Start planning early, bring in specialist consultants for radiation safety and medical equipment, involve clinicians throughout the design process, and build in flexibility wherever you can. The investment you make in rigorous planning pays back many times over in operational efficiency, staff satisfaction, and patient outcomes. If you're at the early stages of scoping your oncology facility, working with an experienced hospital project consultancy can help you avoid the most costly planning mistakes before they happen.
Let’s Build Your Dream Hospital
Whether you’re planning a new hospital, expanding an existing facility, or upgrading your healthcare technology, Actiss Healthcare is here to guide you every step of the way. Let us help you turn your vision into reality. Contact us today for a free consultation & learn more about our services and how we can support your next healthcare project.
Frequently Asked Questions (FAQs)
1. How thick do the walls need to be in a radiation therapy bunker?
Wall thickness depends on the type and energy of the equipment being used, but as a general planning benchmark, concrete walls of approximately 2.4 meters thick are commonly specified for LINAC bunkers. The exact specifications must be calculated by a certified medical physicist based on the specific equipment, workload, and occupancy of adjacent spaces. There's no one-size-fits-all answer here, which is why bringing in a radiation protection expert before finalizing structural drawings is critical.
2. What regulatory standards govern oncology pharmacy design?
In the United States, oncology pharmacies that compound hazardous drugs must comply with USP 800 guidelines, which set requirements for facility design, negative pressure rooms, HVAC systems, personal protective equipment, and waste disposal. USP 797 covers sterile compounding more broadly. Many other countries have equivalent national standards. Your pharmacy design must be reviewed by a qualified compounding pharmacist and a facility compliance specialist during the planning phase.
3. How many LINAC bunkers does a cancer center need?
The number of LINAC units required depends on your projected patient volume and the treatment modalities you plan to offer. As a rough guide, a single LINAC can treat approximately 25 to 30 patients per day in a standard workflow. Your facility's service plan and patient volume projections should drive this decision. Most medium-to-large cancer centers plan for a minimum of two LINACs to allow for equipment downtime without disrupting patient treatment schedules.
4. Should infusion bays be private or open plan?

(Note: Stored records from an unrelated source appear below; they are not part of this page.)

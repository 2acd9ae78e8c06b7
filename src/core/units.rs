//! Unit conversion and exact amount arithmetic.
//!
//! Amounts are `Ratio<i128>` from parse to render; nothing is rounded until
//! [`render_amount`]. Units convert within their family through exact base
//! factors (millilitres for volume, grams for weight, one for count). Volume
//! and weight meet only through a density in grams per millilitre. Units in
//! the `Other` family (pinch, can, stick, any unknown unit) convert only to
//! themselves.

use super::types::Quantity;
use num_rational::Ratio;
use num_traits::{CheckedAdd, Zero};
use serde::{Deserialize, Serialize};
use std::fmt;
use thiserror::Error;

/// Exact non-negative amount.
pub type Amount = Ratio<i128>;

/// Unit family. Conversion never crosses families without a density.
#[derive(Debug, Clone, Copy, PartialEq, Eq, Hash, PartialOrd, Ord, Serialize, Deserialize)]
#[serde(rename_all = "snake_case")]
pub enum UnitFamily {
    Volume,
    Weight,
    Count,
    Other,
}

impl fmt::Display for UnitFamily {
    fn fmt(&self, f: &mut fmt::Formatter<'_>) -> fmt::Result {
        match self {
            Self::Volume => write!(f, "volume"),
            Self::Weight => write!(f, "weight"),
            Self::Count => write!(f, "count"),
            Self::Other => write!(f, "other"),
        }
    }
}

#[derive(Debug, Clone, PartialEq, Eq, Error)]
pub enum ConversionError {
    #[error("invalid amount '{0}'")]
    InvalidAmount(String),

    #[error("amount must not be negative: {0}")]
    NegativeAmount(String),

    #[error("unknown unit '{0}'")]
    UnknownUnit(String),

    #[error("cannot convert '{from}' ({from_family}) to '{to}' ({to_family}) without a density")]
    IncompatibleUnits {
        from: String,
        from_family: UnitFamily,
        to: String,
        to_family: UnitFamily,
    },
}

// ============================================================================
// Unit table
// ============================================================================

/// A known unit: canonical symbol, family, base factor as (numer, denom).
#[derive(Debug)]
pub struct UnitDef {
    pub symbol: &'static str,
    pub family: UnitFamily,
    factor: (i128, i128),
    aliases: &'static [&'static str],
}

impl UnitDef {
    /// Size of one unit in the family's base (ml, g, or 1); None for Other.
    pub fn base_factor(&self) -> Option<Amount> {
        match self.family {
            UnitFamily::Other => None,
            _ => Some(Amount::new(self.factor.0, self.factor.1)),
        }
    }
}

// US customary volumes are exact multiples of the teaspoon.
const TSP_E11: i128 = 492_892_159_375;
const E11: i128 = 100_000_000_000;
const OZ_E9: i128 = 28_349_523_125;
const E9: i128 = 1_000_000_000;
// ============================================================================
// Recipes
// ============================================================================

/// A structured recipe as handed over by the parsing collaborator.
#[derive(Debug, Clone, Deserialize)]
pub struct Recipe {
    pub title: String,

    #[serde(default)]
    pub servings: Option<u32>,

    /// Ingredient lines in recipe order
    #[serde(default)]
    pub ingredients: Vec<RecipeLine>,
}

/// One ingredient line before canonicalization.
#[derive(Debug, Clone, Deserialize)]
#[serde(try_from = "RecipeLineSpec")]
pub struct RecipeLine {
    pub quantity: Quantity,
    pub name: String,
    pub qualifier: Option<String>,
    pub section: Option<String>,
}

impl RecipeLine {
    pub fn new(amount: &str, unit: &str, name: &str) -> Result<Self, ConversionError> {
        Ok(Self {
            quantity: Quantity::parse(amount, unit)?,
            name: name.to_string(),
            qualifier: None,
            section: None,
        })
    }
}

#[derive(Debug, Deserialize)]
struct RecipeLineSpec {
    #[serde(default)]
    quantity: AmountText,
    #[serde(default)]
    unit: String,
    name: String,
    #[serde(default)]
    qualifier: Option<String>,
    #[serde(default)]
    section: Option<String>,
}

impl TryFrom<RecipeLineSpec> for RecipeLine {
    type Error = ConversionError;

    fn try_from(spec: RecipeLineSpec) -> Result<Self, Self::Error> {
        Ok(Self {
            quantity: Quantity::new(spec.quantity.parse()?, &spec.unit)?,
            name: spec.name,
            qualifier: spec.qualifier.filter(|q| !q.trim().is_empty()),
            section: spec.section,
        })
    }
}

/// A canonicalized ingredient line. Read-only once built.
#[derive(Debug, Clone, Serialize)]
pub struct IngredientLine {
    /// Name as written in the recipe
    pub raw: String,
    pub ingredient: CanonicalIngredient,
    pub quantity: Quantity,
    #[serde(skip_serializing_if = "Option::is_none")]
    pub qualifier: Option<String>,
    #[serde(skip_serializing_if = "Option::is_none")]
    pub section: Option<String>,
}

// ============================================================================
// Knowledge-base configuration (YAML)
// ============================================================================

/// Root of a knowledge-base document.
#[derive(Debug, Clone, Serialize, Deserialize)]
pub struct KnowledgeConfig {
    /// Schema version (must be "1.0")
    pub version: String,

    pub name: String,

    #[serde(default)]
    pub description: Option<String>,

    #[serde(default)]
    pub policy: ResolutionPolicy,

    /// Canonical ingredient table, keyed by id
    #[serde(default)]
    pub ingredients: IndexMap<String, IngredientSpec>,

    /// Diet rules, keyed by diet id
    #[serde(default)]
    pub diets: IndexMap<String, DietSpec>,
}

/// Tunable resolution constants.
#[derive(Debug, Clone, PartialEq, Serialize, Deserialize)]
pub struct ResolutionPolicy {
    /// Maximum substitution hops per ingredient (0 disables substitution)
    #[serde(default = "default_chain_depth")]
    pub max_chain_depth: usize,

    /// Confidence multiplier for count-preserving fallbacks
    #[serde(default = "default_fallback_factor")]
    pub fallback_confidence_factor: f64,
}

impl Default for ResolutionPolicy {
    fn default() -> Self {
        Self {
            max_chain_depth: default_chain_depth(),
            fallback_confidence_factor: default_fallback_factor(),
        }
    }
}

fn default_chain_depth() -> usize {
    2
}

fn default_fallback_factor() -> f64 {
    0.5
}

/// An ingredient table entry.
#[derive(Debug, Clone, Serialize, Deserialize)]
pub struct IngredientSpec {
    pub name: String,

    #[serde(default)]
    pub aliases: Vec<String>,

    /// Category tags used by category-wide diet rules ("dairy", "gluten")
    #[serde(default)]
    pub categories: Vec<String>,

    /// Grams per millilitre
    #[serde(default)]
    pub density: Option<AmountText>,
}

/// A diet's forbidden set and substitution table.
#[derive(Debug, Clone, Default, Serialize, Deserialize)]
pub struct DietSpec {
    #[serde(default)]
    pub name: Option<String>,

    #[serde(default)]
    pub description: Option<String>,

    #[serde(default)]
    pub forbid: ForbidSpec,

    /// Source ingredient id → ranked options
    #[serde(default)]
    pub substitutions: IndexMap<String, Vec<OptionSpec>>,
}

#[derive(Debug, Clone, Default, Serialize, Deserialize)]
pub struct ForbidSpec {
    #[serde(default)]
    pub ingredients: Vec<String>,

    #[serde(default)]
    pub categories: Vec<String>,
}

/// An authored substitution option.
#[derive(Debug, Clone, Serialize, Deserialize)]
pub struct OptionSpec {
    pub target: String,

    /// Target amount per one `per` unit of source
    #[serde(default)]
    pub ratio: AmountText,

    /// Source reference unit; its family is the option's unit-family tag
    #[serde(default)]
    pub per: Option<String>,

    /// Unit the substitute is measured in
    #[serde(default)]
    pub unit: Option<String>,

    /// Source density (g/ml) for bridging volume and weight
    #[serde(default)]
    pub density: Option<AmountText>,

    #[serde(default = "default_confidence")]
    pub confidence: f64,

    /// Authored rank; defaults to position in the list
    #[serde(default)]
    pub priority: Option<u32>,

    #[serde(default)]
    pub notes: String,
}

fn default_confidence() -> f64 {
    1.0
}

// ============================================================================
// Substitution options (validated, in memory)
// ============================================================================

/// A validated substitution rule: `source` → `target` under `diet`.
#[derive(Debug, Clone, PartialEq, Serialize)]
pub struct SubstitutionOption {
    pub diet: DietId,
    pub source: IngredientId,
    pub target: IngredientId,
    #[serde(serialize_with = "serialize_amount")]
    pub ratio: Amount,
    #[serde(skip_serializing_if = "Option::is_none")]
    pub per: Option<String>,
    #[serde(skip_serializing_if = "Option::is_none")]
    pub unit: Option<String>,
    #[serde(
        serialize_with = "serialize_optional_amount",
        skip_serializing_if = "Option::is_none"
    )]
    pub density: Option<Amount>,
    pub confidence: f64,
    pub priority: u32,
    pub notes: String,
}

impl SubstitutionOption {
    /// The unit family the ratio is measured in, or None when unit-agnostic.
    pub fn family(&self) -> Option<UnitFamily> {
        self.per.as_deref().map(units::family_of)
    }
}

// ============================================================================
// Plan
// ============================================================================

/// How a substitute was found.
#[derive(Debug, Clone, Copy, PartialEq, Eq, Serialize)]
#[serde(rename_all = "snake_case")]
pub enum Strategy {
    /// Every forbidding diet authored the same compliant target
    Intersection,
    /// One diet's option applied, then re-resolved against the rest
    Chained,
}

impl fmt::Display for Strategy {
    fn fmt(&self, f: &mut fmt::Formatter<'_>) -> fmt::Result {
        match self {
            Self::Intersection => write!(f, "intersection"),
            Self::Chained => write!(f, "chained"),
        }
    }
}

/// One hop of a substitution chain.
#[derive(Debug, Clone, PartialEq, Serialize)]
pub struct ChainStep {
    pub from: IngredientId,
    pub to: IngredientId,
    /// Option whose ratio and units are applied
    pub option: SubstitutionOption,
    /// Active diets that forbid `from`
    pub diets: Vec<DietId>,
    /// Authored notes merged across the diets' lists
    pub notes: Vec<String>,
    pub confidence: f64,
}

/// How the substitute quantity was derived. Ordered by severity.
#[derive(Debug, Clone, Copy, PartialEq, Eq, PartialOrd, Ord, Serialize)]
#[serde(rename_all = "snake_case")]
pub enum ConversionKind {
    Exact,
    DensityBridged,
    CountPreserving,
    Retained,
}

impl fmt::Display for ConversionKind {
    fn fmt(&self, f: &mut fmt::Formatter<'_>) -> fmt::Result {
        match self {
            Self::Exact => write!(f, "exact"),
            Self::DensityBridged => write!(f, "density-bridged"),
            Self::CountPreserving => write!(f, "count-preserving"),
            Self::Retained => write!(f, "retained"),
        }
    }
}

/// Decision for one forbidden line.
#[derive(Debug, Clone, Serialize)]
pub struct SubstitutionDecision {
    /// Index of the line in the recipe
    pub line: usize,
    pub original: IngredientLine,
    /// None when the conflict is unresolved and the original is kept
    pub substitute: Option<CanonicalIngredient>,
    #[serde(skip_serializing_if = "Option::is_none")]
    pub strategy: Option<Strategy>,
    pub steps: Vec<ChainStep>,
    pub quantity: Quantity,
    pub conversion: ConversionKind,
    pub confidence: f64,
    pub rationale: String,
    pub diets: Vec<DietId>,
}

impl SubstitutionDecision {
    /// The option applied last, if any.
    pub fn chosen_option(&self) -> Option<&SubstitutionOption> {
        self.steps.last().map(|s| &s.option)
    }

    pub fn is_resolved(&self) -> bool {
        self.substitute.is_some()
    }
}

/// Why a line was left as written.
#[derive(Debug, Clone, Copy, PartialEq, Eq, Serialize)]
#[serde(rename_all = "snake_case")]
pub enum UnchangedReason {
    Allowed,
    UnknownIngredient,
}

#[derive(Debug, Clone, Serialize)]
pub struct UnchangedLine {
    pub line: usize,
    pub ingredient: IngredientLine,
    pub reason: UnchangedReason,
}

/// Why no substitute could be found.
#[derive(Debug, Clone, Copy, PartialEq, Eq, Serialize)]
#[serde(rename_all = "snake_case")]
pub enum ConflictReason {
    NoAuthoredOptions,
    NoCompliantCandidate,
    ChainDepthExhausted,
}

impl fmt::Display for ConflictReason {
    fn fmt(&self, f: &mut fmt::Formatter<'_>) -> fmt::Result {
        match self {
            Self::NoAuthoredOptions => write!(f, "no authored options"),
            Self::NoCompliantCandidate => write!(f, "no compliant candidate"),
            Self::ChainDepthExhausted => write!(f, "chain depth exhausted"),
        }
    }
}

/// A forbidden ingredient left in place for the caller's attention.
#[derive(Debug, Clone, Serialize)]
pub struct UnresolvedConflict {
    pub line: usize,
    pub ingredient: IngredientId,
    pub raw: String,
    pub diets: Vec<DietId>,
    pub reason: ConflictReason,
    pub detail: String,
}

This is genuinely a case-by-case design decision. Private rooms offer greater dignity and infection control advantages, but many patients actually prefer semi-private or open bay settings during chemotherapy infusions because they provide social connection and reduce anxiety. Research supports offering a mix of private, semi-private, and open bays so patients and care teams can choose what suits each individual best. All bay configurations should maximize access to natural light and outside views.